Transcribe the data that follows. Match it character for character.
BEGIN
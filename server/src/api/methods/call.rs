use crate::auth::AuthUser;
use axum::{
    extract::{Path, State},
    http::StatusCode,
    response::{IntoResponse, Response},
    Json,
};
use recipebox_core::{dispatch, Catalog, MethodError, Violation};
use serde::Serialize;
use serde_json::Value;
use std::sync::Arc;
use utoipa::ToSchema;

/// Error body for a failed method call.
#[derive(Debug, Clone, Serialize, ToSchema)]
pub struct MethodErrorResponse {
    pub error: String,
    /// Machine-readable error code, e.g. `validation-error`.
    pub code: String,
    /// Per-field violations, present only for `validation-error`.
    #[serde(skip_serializing_if = "Vec::is_empty")]
    #[schema(value_type = Vec<Object>)]
    pub violations: Vec<Violation>,
}

/// Free-form JSON, used for method arguments and results.
#[derive(Debug, Clone, Serialize, ToSchema)]
#[schema(value_type = Object)]
pub struct MethodPayload(pub Value);

pub fn status_for(err: &MethodError) -> StatusCode {
    match err {
        MethodError::NotLoggedIn => StatusCode::UNAUTHORIZED,
        MethodError::NotAuthorized => StatusCode::FORBIDDEN,
        MethodError::Validation(_) | MethodError::BadArguments(_) => StatusCode::BAD_REQUEST,
        MethodError::NotFound(_) | MethodError::UnknownMethod(_) => StatusCode::NOT_FOUND,
        MethodError::Duplicate(_) => StatusCode::CONFLICT,
        MethodError::Internal(_) => StatusCode::INTERNAL_SERVER_ERROR,
    }
}

fn error_response(err: MethodError) -> Response {
    let status = status_for(&err);
    let violations = match &err {
        MethodError::Validation(validation) => validation.violations.clone(),
        _ => Vec::new(),
    };
    (
        status,
        Json(MethodErrorResponse {
            error: err.to_string(),
            code: err.code().to_string(),
            violations,
        }),
    )
        .into_response()
}

#[utoipa::path(
    post,
    path = "/api/methods/{name}",
    tag = "methods",
    params(
        ("name" = String, Path, description = "Method name, e.g. recipes.insert")
    ),
    request_body(content = MethodPayload, description = "Method arguments"),
    responses(
        (status = 200, description = "Method result", body = MethodPayload),
        (status = 400, description = "Invalid arguments or document", body = MethodErrorResponse),
        (status = 401, description = "Not logged in", body = MethodErrorResponse),
        (status = 403, description = "Missing role", body = MethodErrorResponse),
        (status = 404, description = "Unknown method or document", body = MethodErrorResponse),
        (status = 409, description = "Duplicate document", body = MethodErrorResponse)
    ),
    security(
        ("bearer_auth" = [])
    )
)]
pub async fn call(
    State(catalog): State<Arc<Catalog>>,
    auth: AuthUser,
    Path(name): Path<String>,
    Json(arguments): Json<Value>,
) -> Response {
    let identity = auth.identity();

    let result =
        tokio::task::spawn_blocking(move || dispatch(&catalog, &identity, &name, arguments))
            .await;

    match result {
        Ok(Ok(value)) => Json(value).into_response(),
        Ok(Err(err)) => error_response(err),
        Err(e) => {
            tracing::error!("Method task failed: {}", e);
            error_response(MethodError::Internal("method task failed".to_string()))
        }
    }
}
pub mod login;
pub mod signup;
END
ANSWER TO THIS EXERCISE =>
filename server/src/api/methods/call.rs
use crate::auth::AuthUser;
use axum::{
    extract::{Path, State},
    http::StatusCode,
    response::{IntoResponse, Response},
    Json,
};
use recipebox_core::{dispatch, Catalog, MethodError, Violation};
use serde::Serialize;
use serde_json::Value;
use std::sync::Arc;
use utoipa::ToSchema;

/// Error body for a failed method call.
#[derive(Debug, Clone, Serialize, ToSchema)]
pub struct MethodErrorResponse {
    pub error: String,
    /// Machine-readable error code, e.g. `validation-error`.
    pub code: String,
    /// Per-field violations, present only for `validation-error`.
    #[serde(skip_serializing_if = "Vec::is_empty")]
    #[schema(value_type = Vec<Object>)]
    pub violations: Vec<Violation>,
}

/// Free-form JSON, used for method arguments and results.
#[derive(Debug, Clone, Serialize, ToSchema)]
#[schema(value_type = Object)]
pub struct MethodPayload(pub Value);

pub fn status_for(err: &MethodError) -> StatusCode {
    match err {
        MethodError::NotLoggedIn => StatusCode::UNAUTHORIZED,
        MethodError::NotAuthorized => StatusCode::FORBIDDEN,
        MethodError::Validation(_) | MethodError::BadArguments(_) => StatusCode::BAD_REQUEST,
        MethodError::NotFound(_) | MethodError::UnknownMethod(_) => StatusCode::NOT_FOUND,
        MethodError::Duplicate(_) => StatusCode::CONFLICT,
        MethodError::Internal(_) => StatusCode::INTERNAL_SERVER_ERROR,
    }
}

fn error_response(err: MethodError) -> Response {
    let status = status_for(&err);
    let violations = match &err {
        MethodError::Validation(validation) => validation.violations.clone(),
        _ => Vec::new(),
    };
    (
        status,
        Json(MethodErrorResponse {
            error: err.to_string(),
            code: err.code().to_string(),
            violations,
        }),
    )
        .into_response()
}

#[utoipa::path(
    post,
    path = "/api/methods/{name}",
    tag = "methods",
    params(
        ("name" = String, Path, description = "Method name, e.g. recipes.insert")
    ),
    request_body(content = MethodPayload, description = "Method arguments"),
    responses(
        (status = 200, description = "Method result", body = MethodPayload),
        (status = 400, description = "Invalid arguments or document", body = MethodErrorResponse),
        (status = 401, description = "Not logged in", body = MethodErrorResponse),
        (status = 403, description = "Missing role", body = MethodErrorResponse),
        (status = 404, description = "Unknown method or document", body = MethodErrorResponse),
        (status = 409, description = "Duplicate document", body = MethodErrorResponse)
    ),
    security(
        ("bearer_auth" = [])
    )
)]
pub async fn call(
    State(catalog): State<Arc<Catalog>>,
    auth: AuthUser,
    Path(name): Path<String>,
    Json(arguments): Json<Value>,
) -> Response {
    let identity = auth.identity();

    let result =
        tokio::task::spawn_blocking(move || dispatch(&catalog, &identity, &name, arguments))
            .await;

    match result {
        Ok(Ok(value)) => Json(value).into_response(),
        Ok(Err(err)) => error_response(err),
        Err(e) => {
            tracing::error!("Method task failed: {}", e);
            error_response(MethodError::Internal("method task failed".to_string()))
        }
    }
}
pub mod login;
pub mod signup;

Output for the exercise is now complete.